(Data entries)

//! Observability for a single dispatch.
//!
//! Every reduction during a dispatch (the trigger message first, then one
//! per effect-produced message) records a [`TraceStep`]. Recording never
//! influences the dispatch outcome.

use reducible_state::{changed_keys, diff, Diff, StateMap, Value};
use serde::{Deserialize, Serialize};

/// One reduction within a dispatch.
#[derive(Clone, Debug, PartialEq, Serialize, Deserialize)]
pub struct TraceStep {
    pub kind: String,
    pub payload: Value,
    pub diff: Diff,
    pub changed_keys: Vec<String>,
}

/// The causal chain of one dispatch against one node.
#[derive(Clone, Debug, PartialEq, Serialize, Deserialize)]
pub struct Trace {
    pub path: String,
    pub component_id: String,
    /// Node state before the first reduction.
    pub before: StateMap,
    /// Node state after the last reduction.
    pub after: StateMap,
    pub steps: Vec<TraceStep>,
}

impl Trace {
    pub(crate) fn new(path: &str, component_id: &str, before: StateMap) -> Self {
        Self {
            path: path.to_string(),
            component_id: component_id.to_string(),
            after: before.clone(),
            before,
            steps: Vec::new(),
        }
    }

    pub(crate) fn record(&mut self, kind: &str, payload: &Value, before: &StateMap, after: &StateMap) {
        let diff = diff(before, after);
        self.steps.push(TraceStep {
            kind: kind.to_string(),
            payload: payload.clone(),
            changed_keys: changed_keys(&diff),
            diff,
        });
        self.after = after.clone();
    }

    /// Message kinds in the order they were reduced.
    pub fn chain(&self) -> Vec<&str> {
        self.steps.iter().map(|s| s.kind.as_str()).collect()
    }

    /// Differences between the state before the dispatch and after it.
    pub fn net_diff(&self) -> Diff {
        diff(&self.before, &self.after)
    }

    /// The structure handed to debugging tooling.
    pub fn debug_payload(&self) -> DebugPayload {
        let trigger = self.steps.first();
        let changes = self.net_diff();
        DebugPayload {
            path: self.path.clone(),
            msg_type: trigger.map(|s| s.kind.clone()).unwrap_or_default(),
            payload: trigger.map(|s| s.payload.clone()),
            chain: self.steps.iter().map(|s| s.kind.clone()).collect(),
            changed_keys: changed_keys(&changes),
            changes,
            state: self.after.clone(),
        }
    }
}

/// JSON-serializable dispatch summary for debugging tooling.
#[derive(Clone, Debug, PartialEq, Serialize, Deserialize)]
pub struct DebugPayload {
    pub path: String,
    pub msg_type: String,
    #[serde(skip_serializing_if = "Option::is_none", default)]
    pub payload: Option<Value>,
    pub chain: Vec<String>,
    pub changed_keys: Vec<String>,
    pub changes: Diff,
    pub state: StateMap,
}

impl DebugPayload {
    pub fn to_json(&self) -> serde_json::Result<String> {
        serde_json::to_string(self)
    }
}

#[cfg(test)]
mod tests {
    use super::*;
    use collection_literals::btree;

    fn state(count: i64, at: Value) -> StateMap {
        btree! {
            "count".to_string() => Value::from(count),
            "last_updated_at".to_string() => at,
        }
    }

    fn reset_trace() -> Trace {
        let s0 = state(5, Value::Null);
        let s1 = state(0, Value::Null);
        let s2 = state(0, Value::from("2025-01-01T00:00:00Z"));

        let mut trace = Trace::new("root", "Counter", s0.clone());
        trace.record("reset", &Value::map(), &s0, &s1);
        trace.record("reset_logged", &Value::map(), &s1, &s2);
        trace
    }

    #[test]
    fn chain_lists_kinds_in_order() {
        assert_eq!(reset_trace().chain(), vec!["reset", "reset_logged"]);
    }

    #[test]
    fn steps_carry_their_own_diff() {
        let trace = reset_trace();
        assert_eq!(trace.steps[0].changed_keys, vec!["count"]);
        assert_eq!(trace.steps[1].changed_keys, vec!["last_updated_at"]);
    }

    #[test]
    fn net_diff_spans_the_whole_chain() {
        let trace = reset_trace();
        assert_eq!(
            reducible_state::changed_keys(&trace.net_diff()),
            vec!["count", "last_updated_at"]
        );
    }

    #[test]
    fn empty_trace_has_no_changes() {
        let trace = Trace::new("root", "Counter", state(1, Value::Null));
        assert!(trace.chain().is_empty());
        assert!(trace.net_diff().is_empty());
        assert_eq!(trace.debug_payload().msg_type, "");
    }

    #[test]
    fn debug_payload_shape() {
        let json = serde_json::to_value(reset_trace().debug_payload()).unwrap();
        assert_eq!(
            json,
            serde_json::json!({
                "path": "root",
                "msg_type": "reset",
                "payload": {},
                "chain": ["reset", "reset_logged"],
                "changed_keys": ["count", "last_updated_at"],
                "changes": {
                    "count": { "from": 5, "to": 0 },
                    "last_updated_at": { "from": null, "to": "2025-01-01T00:00:00Z" }
                },
                "state": { "count": 0, "last_updated_at": "2025-01-01T00:00:00Z" }
            })
        );
    }
}
//! The Envelope type - one node of a component state tree.

use std::collections::BTreeMap;
use std::sync::Arc;

use serde::{Deserialize, Serialize};

use crate::error::{Result, StateError};
use crate::schema::Schema;
use crate::value::StateMap;

/// Format tag written into every envelope.
pub const SCHEMA_VERSION: u32 = 1;

/// Conventional path of a tree's root node.
pub const ROOT_PATH: &str = "root";

/// A serializable state tree node.
///
/// Identifies the component type that owns the node, its address in the tree,
/// its current state payload and its children keyed by child path.
///
/// # Sharing
///
/// Children are held behind `Arc`. Cloning an envelope is shallow: the clone
/// shares every child subtree with the original. Mutation goes through
/// [`Envelope::child_mut`], which copies a shared child before handing out
/// `&mut`, so an envelope held elsewhere never observes the change.
///
/// # Wire format
///
/// ```json
/// {"v":1,"root":"Counter","path":"root","data":{"count":0},"children":{}}
/// ```
#[derive(Clone, Debug, PartialEq, Serialize, Deserialize)]
pub struct Envelope {
    #[serde(rename = "v", default = "default_version")]
    pub schema_version: u32,

    #[serde(rename = "root")]
    pub component_id: String,

    pub path: String,

    #[serde(default)]
    pub data: StateMap,

    #[serde(default)]
    pub children: BTreeMap<String, Arc<Envelope>>,
}

fn default_version() -> u32 {
    SCHEMA_VERSION
}

impl Envelope {
    /// Build the envelope of a freshly rendered component instance.
    pub fn initial(component_id: impl Into<String>, schema: &Schema, path: impl Into<String>) -> Self {
        Self {
            schema_version: SCHEMA_VERSION,
            component_id: component_id.into(),
            path: path.into(),
            data: schema.defaults(),
            children: BTreeMap::new(),
        }
    }

    /// Address of a child under `parent`.
    pub fn child_path(parent: &str, segment: &str) -> String {
        format!("{}/{}", parent, segment)
    }

    /// Attach a child, keyed by its own path.
    #[must_use]
    pub fn with_child(mut self, child: Envelope) -> Self {
        self.insert_child(child);
        self
    }

    /// Attach or replace a child, keyed by its own path.
    pub fn insert_child(&mut self, child: Envelope) {
        self.children.insert(child.path.clone(), Arc::new(child));
    }

    /// The child key to descend into when looking for `target` below this node.
    ///
    /// An exact key wins. Otherwise the child whose path is an ancestor of
    /// `target` (`target` starts with `"{key}/"`) is chosen, which lets
    /// lookups reach nodes more than one level down.
    pub fn next_hop(&self, target: &str) -> Option<&str> {
        if let Some((key, _)) = self.children.get_key_value(target) {
            return Some(key.as_str());
        }
        self.children
            .keys()
            .find(|key| {
                target
                    .strip_prefix(key.as_str())
                    .is_some_and(|rest| rest.starts_with('/'))
            })
            .map(String::as_str)
    }

    /// Find the node addressed by `target`.
    pub fn find(&self, target: &str) -> Option<&Envelope> {
        if self.path == target {
            return Some(self);
        }
        let key = self.next_hop(target)?;
        self.children.get(key)?.find(target)
    }

    /// Mutable access to a child, unsharing it first if needed.
    pub fn child_mut(&mut self, key: &str) -> Option<&mut Envelope> {
        self.children.get_mut(key).map(Arc::make_mut)
    }

    /// Total number of nodes in this subtree, including this one.
    pub fn node_count(&self) -> usize {
        1 + self
            .children
            .values()
            .map(|child| child.node_count())
            .sum::<usize>()
    }

    pub fn is_supported_version(&self) -> bool {
        self.schema_version == SCHEMA_VERSION
    }

    pub fn to_json(&self) -> Result<String> {
        serde_json::to_string(self).map_err(|e| StateError::encode(e.to_string()))
    }

    pub fn from_json(json: &str) -> Result<Self> {
        serde_json::from_str(json).map_err(|e| StateError::decode(e.to_string()))
    }

    pub fn to_json_value(&self) -> Result<serde_json::Value> {
        serde_json::to_value(self).map_err(|e| StateError::encode(e.to_string()))
    }

    pub fn from_json_value(json: serde_json::Value) -> Result<Self> {
        serde_json::from_value(json).map_err(|e| StateError::decode(e.to_string()))
    }
}
use clap::{Parser, Subcommand};
use tracing_subscriber::EnvFilter;

use reducible_cli::{components, format_outcome, Driver};

/// reducible - drive server-side components from the shell
#[derive(Parser, Debug)]
#[command(name = "reducible")]
#[command(author, version, about, long_about = None)]
struct Args {
    /// Secret used to sign state tokens (defaults to REDUCIBLE_SECRET)
    #[arg(long, global = true)]
    secret: Option<String>,

    /// Log dispatch and effect activity to stderr
    #[arg(short, long, global = true)]
    verbose: bool,

    /// Only print the state token
    #[arg(short, long, global = true)]
    quiet: bool,

    #[command(subcommand)]
    command: Command,
}

#[derive(Subcommand, Debug)]
enum Command {
    /// Render a demo's initial tree and print its token
    Init {
        /// Demo name, see `components`
        component: String,
    },

    /// Apply one message to a state token
    Dispatch {
        /// Token from a previous command
        #[arg(long)]
        state: String,

        /// Message type, e.g. `increment`
        #[arg(long)]
        msg: String,

        /// Message payload as JSON
        #[arg(long)]
        payload: Option<String>,

        /// Path of the node to deliver to (defaults to the token's root)
        #[arg(long)]
        target: Option<String>,

        /// Show the message chain and changed fields
        #[arg(long)]
        trace: bool,
    },

    /// Decode and render a state token
    Show {
        #[arg(long)]
        state: String,

        /// Print the tree as JSON instead of text
        #[arg(long)]
        json: bool,
    },

    /// List the bundled demos
    Components,
}

fn init_tracing(verbose: bool) {
    let filter = EnvFilter::try_from_default_env()
        .unwrap_or_else(|_| EnvFilter::new(if verbose { "debug" } else { "warn" }));
    tracing_subscriber::fmt()
        .with_env_filter(filter)
        .with_target(false)
        .with_writer(std::io::stderr)
        .init();
}

fn run(args: Args) -> reducible_cli::commands::Result<String> {
    if let Command::Components = args.command {
        return Ok(components());
    }

    let driver = Driver::new(args.secret)?;
    let quiet = args.quiet;
    let print = |outcome: reducible_cli::Outcome, trace: bool| {
        if quiet {
            format!("{}\n", outcome.token)
        } else {
            format_outcome(&outcome, trace)
        }
    };

    match args.command {
        Command::Init { component } => Ok(print(driver.init(&component)?, false)),
        Command::Dispatch {
            state,
            msg,
            payload,
            target,
            trace,
        } => {
            let outcome =
                driver.dispatch(&state, &msg, payload.as_deref(), target.as_deref())?;
            Ok(print(outcome, trace))
        }
        Command::Show { state, json } => {
            if json {
                Ok(format!("{}\n", driver.show_json(&state)?))
            } else {
                Ok(print(driver.show(&state)?, false))
            }
        }
        Command::Components => Ok(components()),
    }
}

fn main() {
    let args = Args::parse();
    init_tracing(args.verbose);

    match run(args) {
        Ok(output) => print!("{}", output),
        Err(e) => {
            eprintln!("Error: {}", e);
            std::process::exit(1);
        }
    }
}
//! The tree stays in the server-side session; the client holds a signed key.

use reducible_state::{AdapterError, Envelope, RequestContext, StateAdapter, STATE_PARAM};
use serde::{Deserialize, Serialize};

use crate::verifier::Verifier;

const SESSION_PREFIX: &str = "vcr:";

/// The signed part of a key-reference token.
#[derive(Debug, Serialize, Deserialize)]
pub(crate) struct KeyRef {
    pub(crate) k: String,
}

/// A fresh 16-byte random key, hex encoded.
pub(crate) fn random_key() -> String {
    hex::encode(rand::random::<[u8; 16]>())
}

/// Stores envelope JSON in the request session under `vcr:{key}`.
///
/// Every dump writes a new entry. Old entries are left for the session
/// store to expire.
#[derive(Clone, Debug)]
pub struct SessionAdapter {
    verifier: Verifier,
}

impl SessionAdapter {
    pub fn new(verifier: Verifier) -> Self {
        Self { verifier }
    }

    pub fn with_secret(secret: impl AsRef<[u8]>) -> Result<Self, AdapterError> {
        Ok(Self::new(Verifier::new(secret)?))
    }

    fn session_key(key: &str) -> String {
        format!("{SESSION_PREFIX}{key}")
    }
}

impl StateAdapter for SessionAdapter {
    fn dump(&self, envelope: &Envelope, request: &mut RequestContext) -> Result<String, AdapterError> {
        let key = random_key();
        let json = envelope
            .to_json()
            .map_err(|e| AdapterError::Encode(e.to_string()))?;
        request.session.insert(Self::session_key(&key), json);
        tracing::debug!(path = %envelope.path, key = %key, "stored state in session");
        self.verifier.generate(&KeyRef { k: key })
    }

    fn load(&self, request: &RequestContext) -> Result<Envelope, AdapterError> {
        let KeyRef { k } = self.verifier.verify(request.require_param(STATE_PARAM)?)?;
        let raw = request
            .session
            .get(&Self::session_key(&k))
            .ok_or(AdapterError::MissingEntry(k))?;
        Envelope::from_json(raw).map_err(|e| AdapterError::Decode(e.to_string()))
    }
}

## Your objective
If a line in the records above contains "impl", copy that line.

## Result for this exercise
impl Trace {
impl DebugPayload {
impl Envelope {
    pub fn initial(component_id: impl Into<String>, schema: &Schema, path: impl Into<String>) -> Self {
impl SessionAdapter {
    pub fn with_secret(secret: impl AsRef<[u8]>) -> Result<Self, AdapterError> {
impl StateAdapter for SessionAdapter {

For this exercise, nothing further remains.